• _RECORD EXTRACTS_:
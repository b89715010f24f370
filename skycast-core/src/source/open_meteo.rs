use async_trait::async_trait;
use chrono::{NaiveDate, NaiveDateTime};
use reqwest::Client;
use serde::Deserialize;

use crate::{
    error::WeatherError,
    model::{DailyEntry, HourlyEntry, Place, WeatherSnapshot},
};

use super::WeatherSource;

const GEOCODING_URL: &str = "https://geocoding-api.open-meteo.com/v1/search";
const FORECAST_URL: &str = "https://api.open-meteo.com/v1/forecast";

/// Hourly timestamps come back as "2024-05-01T14:00" (no seconds).
const HOURLY_TIME_FORMAT: &str = "%Y-%m-%dT%H:%M";

/// Client for the Open-Meteo geocoding and forecast services.
///
/// Both services are keyless, so unlike a typical provider there is no
/// credential to configure.
#[derive(Debug, Clone, Default)]
pub struct OpenMeteoSource {
    http: Client,
}

impl OpenMeteoSource {
    pub fn new() -> Self {
        Self { http: Client::new() }
    }
}

#[async_trait]
impl WeatherSource for OpenMeteoSource {
    async fn resolve(&self, place_name: &str) -> Result<Place, WeatherError> {
        let res = self
            .http
            .get(GEOCODING_URL)
            .query(&[("name", place_name), ("count", "1")])
            .send()
            .await
            .map_err(|e| WeatherError::FetchFailed(format!("geocoding request failed: {e}")))?;

        let status = res.status();
        let body = res
            .text()
            .await
            .map_err(|e| WeatherError::FetchFailed(format!("failed to read geocoding response: {e}")))?;

        if !status.is_success() {
            return Err(WeatherError::FetchFailed(format!(
                "geocoding request failed with status {status}: {}",
                truncate_body(&body),
            )));
        }

        let parsed: GeoResponse = serde_json::from_str(&body)
            .map_err(|e| WeatherError::FetchFailed(format!("failed to parse geocoding JSON: {e}")))?;

        place_from_response(parsed, place_name)
    }

    async fn build_snapshot(&self, place: &Place) -> Result<WeatherSnapshot, WeatherError> {
        let res = self
            .http
            .get(FORECAST_URL)
            .query(&[
                ("latitude", place.latitude.to_string()),
                ("longitude", place.longitude.to_string()),
                ("current_weather", "true".to_string()),
                (
                    "hourly",
                    "temperature_2m,relative_humidity_2m,precipitation,wind_speed_10m".to_string(),
                ),
                (
                    "daily",
                    "temperature_2m_max,temperature_2m_min,precipitation_sum".to_string(),
                ),
                ("timezone", "auto".to_string()),
            ])
            .send()
            .await
            .map_err(|e| WeatherError::FetchFailed(format!("forecast request failed: {e}")))?;

        let status = res.status();
        let body = res
            .text()
            .await
            .map_err(|e| WeatherError::FetchFailed(format!("failed to read forecast response: {e}")))?;

        if !status.is_success() {
            return Err(WeatherError::FetchFailed(format!(
                "forecast request failed with status {status}: {}",
                truncate_body(&body),
            )));
        }

        let parsed: ForecastResponse = serde_json::from_str(&body)
            .map_err(|e| WeatherError::FetchFailed(format!("failed to parse forecast JSON: {e}")))?;

        snapshot_from_response(place, parsed)
    }
}

#[derive(Debug, Deserialize)]
struct GeoResponse {
    #[serde(default)]
    results: Vec<GeoMatch>,
}

#[derive(Debug, Deserialize)]
struct GeoMatch {
    name: String,
    #[serde(default)]
    country: String,
    latitude: f64,
    longitude: f64,
}

#[derive(Debug, Deserialize)]
struct ForecastResponse {
    current_weather: CurrentBlock,
    hourly: HourlyBlock,
    daily: DailyBlock,
}

#[derive(Debug, Deserialize)]
struct CurrentBlock {
    temperature: f64,
    windspeed: f64,
}

#[derive(Debug, Deserialize)]
struct HourlyBlock {
    time: Vec<String>,
    temperature_2m: Vec<f64>,
    relative_humidity_2m: Vec<f64>,
    precipitation: Vec<f64>,
}

#[derive(Debug, Deserialize)]
struct DailyBlock {
    time: Vec<NaiveDate>,
    temperature_2m_max: Vec<f64>,
    temperature_2m_min: Vec<f64>,
}

/// Take the first (highest-relevance) match; the service orders by relevance
/// and we never disambiguate further.
fn place_from_response(parsed: GeoResponse, searched: &str) -> Result<Place, WeatherError> {
    parsed
        .results
        .into_iter()
        .next()
        .map(|m| Place {
            name: m.name,
            country: m.country,
            latitude: m.latitude,
            longitude: m.longitude,
        })
        .ok_or_else(|| WeatherError::NotFound(searched.to_string()))
}

/// Assemble a normalized snapshot from the parallel-array forecast payload.
///
/// "Now" humidity and precipitation are not part of the instantaneous
/// payload, so they are taken from the first element of the hourly series.
/// That makes them "start of the current hourly window" rather than true
/// instantaneous readings, which is the intended behavior.
fn snapshot_from_response(
    place: &Place,
    resp: ForecastResponse,
) -> Result<WeatherSnapshot, WeatherError> {
    let hourly = &resp.hourly;
    if hourly.time.len() != hourly.temperature_2m.len()
        || hourly.time.len() != hourly.relative_humidity_2m.len()
        || hourly.time.len() != hourly.precipitation.len()
    {
        return Err(WeatherError::FetchFailed(
            "forecast hourly arrays have mismatched lengths".to_string(),
        ));
    }

    let humidity_pct = hourly
        .relative_humidity_2m
        .first()
        .map(|h| h.round() as u8)
        .ok_or_else(|| WeatherError::FetchFailed("forecast hourly series is empty".to_string()))?;
    let precipitation_mm = hourly.precipitation[0];

    let mut hourly_entries = Vec::with_capacity(hourly.time.len());
    for (time, temp_c) in hourly.time.iter().zip(&hourly.temperature_2m) {
        let time = NaiveDateTime::parse_from_str(time, HOURLY_TIME_FORMAT).map_err(|e| {
            WeatherError::FetchFailed(format!("bad hourly timestamp '{time}': {e}"))
        })?;
        hourly_entries.push(HourlyEntry { time, temp_c: *temp_c });
    }

    let daily = &resp.daily;
    if daily.time.len() != daily.temperature_2m_max.len()
        || daily.time.len() != daily.temperature_2m_min.len()
    {
        return Err(WeatherError::FetchFailed(
            "forecast daily arrays have mismatched lengths".to_string(),
        ));
    }

    let daily_entries = daily
        .time
        .iter()
        .zip(daily.temperature_2m_max.iter().zip(&daily.temperature_2m_min))
        .map(|(date, (max, min))| DailyEntry {
            date: *date,
            max_temp_c: *max,
            min_temp_c: *min,
        })
        .collect();

    Ok(WeatherSnapshot {
        location: place.label(),
        temperature_c: resp.current_weather.temperature,
        wind_kmh: resp.current_weather.windspeed,
        humidity_pct,
        precipitation_mm,
        daily: daily_entries,
        hourly: hourly_entries,
    })
}

fn truncate_body(body: &str) -> String {
    const MAX: usize = 200;
    if body.len() > MAX { format!("{}...", &body[..MAX]) } else { body.to_string() }
}

#[cfg(test)]
mod tests {
    use super::*;

    fn test_place() -> Place {
        Place {
            name: "Berlin".to_string(),
            country: "Germany".to_string(),
            latitude: 52.52,
            longitude: 13.41,
        }
    }

    fn forecast_json() -> &'static str {
        r#"{
            "current_weather": { "temperature": 20.0, "windspeed": 10.0, "winddirection": 180 },
            "hourly": {
                "time": ["2024-05-01T13:00", "2024-05-01T14:00", "2024-05-01T15:00"],
                "temperature_2m": [19.5, 20.0, 20.5],
                "relative_humidity_2m": [62, 60, 58],
                "precipitation": [0.3, 0.0, 0.0],
                "wind_speed_10m": [9.0, 10.0, 11.0]
            },
            "daily": {
                "time": ["2024-05-01", "2024-05-02", "2024-05-03"],
                "temperature_2m_max": [21.0, 23.5, 18.0],
                "temperature_2m_min": [11.0, 12.5, 9.0],
                "precipitation_sum": [0.3, 0.0, 4.1]
            }
        }"#
    }

    #[test]
    fn snapshot_takes_now_humidity_and_precipitation_from_first_hourly_entry() {
        let parsed: ForecastResponse = serde_json::from_str(forecast_json()).unwrap();
        let snapshot = snapshot_from_response(&test_place(), parsed).unwrap();

        assert_eq!(snapshot.location, "Berlin, Germany");
        assert_eq!(snapshot.temperature_c, 20.0);
        assert_eq!(snapshot.wind_kmh, 10.0);
        assert_eq!(snapshot.humidity_pct, 62);
        assert_eq!(snapshot.precipitation_mm, 0.3);
    }

    #[test]
    fn snapshot_preserves_series_order_and_length() {
        let parsed: ForecastResponse = serde_json::from_str(forecast_json()).unwrap();
        let snapshot = snapshot_from_response(&test_place(), parsed).unwrap();

        assert_eq!(snapshot.hourly.len(), 3);
        assert!(snapshot.hourly.windows(2).all(|w| w[0].time < w[1].time));
        assert_eq!(snapshot.hourly[1].temp_c, 20.0);

        assert_eq!(snapshot.daily.len(), 3);
        assert!(snapshot.daily.windows(2).all(|w| w[0].date < w[1].date));
        assert_eq!(snapshot.daily[1].max_temp_c, 23.5);
        assert_eq!(snapshot.daily[1].min_temp_c, 12.5);
    }

    #[test]
    fn empty_hourly_series_is_a_fetch_failure() {
        let json = r#"{
            "current_weather": { "temperature": 20.0, "windspeed": 10.0 },
            "hourly": {
                "time": [], "temperature_2m": [],
                "relative_humidity_2m": [], "precipitation": []
            },
            "daily": { "time": [], "temperature_2m_max": [], "temperature_2m_min": [] }
        }"#;
        let parsed: ForecastResponse = serde_json::from_str(json).unwrap();

        let err = snapshot_from_response(&test_place(), parsed).unwrap_err();
        assert!(matches!(err, WeatherError::FetchFailed(_)));
    }

    #[test]
    fn mismatched_hourly_arrays_are_a_fetch_failure() {
        let json = r#"{
            "current_weather": { "temperature": 20.0, "windspeed": 10.0 },
            "hourly": {
                "time": ["2024-05-01T13:00", "2024-05-01T14:00"],
                "temperature_2m": [19.5],
                "relative_humidity_2m": [62, 60],
                "precipitation": [0.3, 0.0]
            },
            "daily": { "time": [], "temperature_2m_max": [], "temperature_2m_min": [] }
        }"#;
        let parsed: ForecastResponse = serde_json::from_str(json).unwrap();

        let err = snapshot_from_response(&test_place(), parsed).unwrap_err();
        assert!(err.to_string().contains("mismatched lengths"));
    }

    #[test]
    fn missing_forecast_block_fails_to_parse() {
        let json = r#"{ "current_weather": { "temperature": 20.0, "windspeed": 10.0 } }"#;
        assert!(serde_json::from_str::<ForecastResponse>(json).is_err());
    }

    #[test]
    fn bad_hourly_timestamp_is_a_fetch_failure() {
        let json = r#"{
            "current_weather": { "temperature": 20.0, "windspeed": 10.0 },
            "hourly": {
                "time": ["not-a-time"],
                "temperature_2m": [19.5],
                "relative_humidity_2m": [62],
                "precipitation": [0.3]
            },
            "daily": { "time": [], "temperature_2m_max": [], "temperature_2m_min": [] }
        }"#;
        let parsed: ForecastResponse = serde_json::from_str(json).unwrap();

        let err = snapshot_from_response(&test_place(), parsed).unwrap_err();
        assert!(err.to_string().contains("bad hourly timestamp"));
    }

    #[test]
    fn geocoding_takes_first_match() {
        let json = r#"{
            "results": [
                { "name": "Berlin", "country": "Germany", "latitude": 52.52, "longitude": 13.41 },
                { "name": "Berlin", "country": "United States", "latitude": 44.47, "longitude": -71.19 }
            ]
        }"#;
        let parsed: GeoResponse = serde_json::from_str(json).unwrap();

        let place = place_from_response(parsed, "berlin").unwrap();
        assert_eq!(place.name, "Berlin");
        assert_eq!(place.country, "Germany");
        assert_eq!(place.latitude, 52.52);
    }

    #[test]
    fn geocoding_without_results_is_not_found() {
        // The service omits the results key entirely on a miss.
        let parsed: GeoResponse = serde_json::from_str("{}").unwrap();

        let err = place_from_response(parsed, "atlantis").unwrap_err();
        match err {
            WeatherError::NotFound(name) => assert_eq!(name, "atlantis"),
            other => panic!("expected NotFound, got {other:?}"),
        }
    }
}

• _PROBLEM DETAILS_:
Starting from the records above, copy each line where the string "https" is found.

• _RESULT BELOW_:
const GEOCODING_URL: &str = "https://geocoding-api.open-meteo.com/v1/search";
const FORECAST_URL: &str = "https://api.open-meteo.com/v1/forecast";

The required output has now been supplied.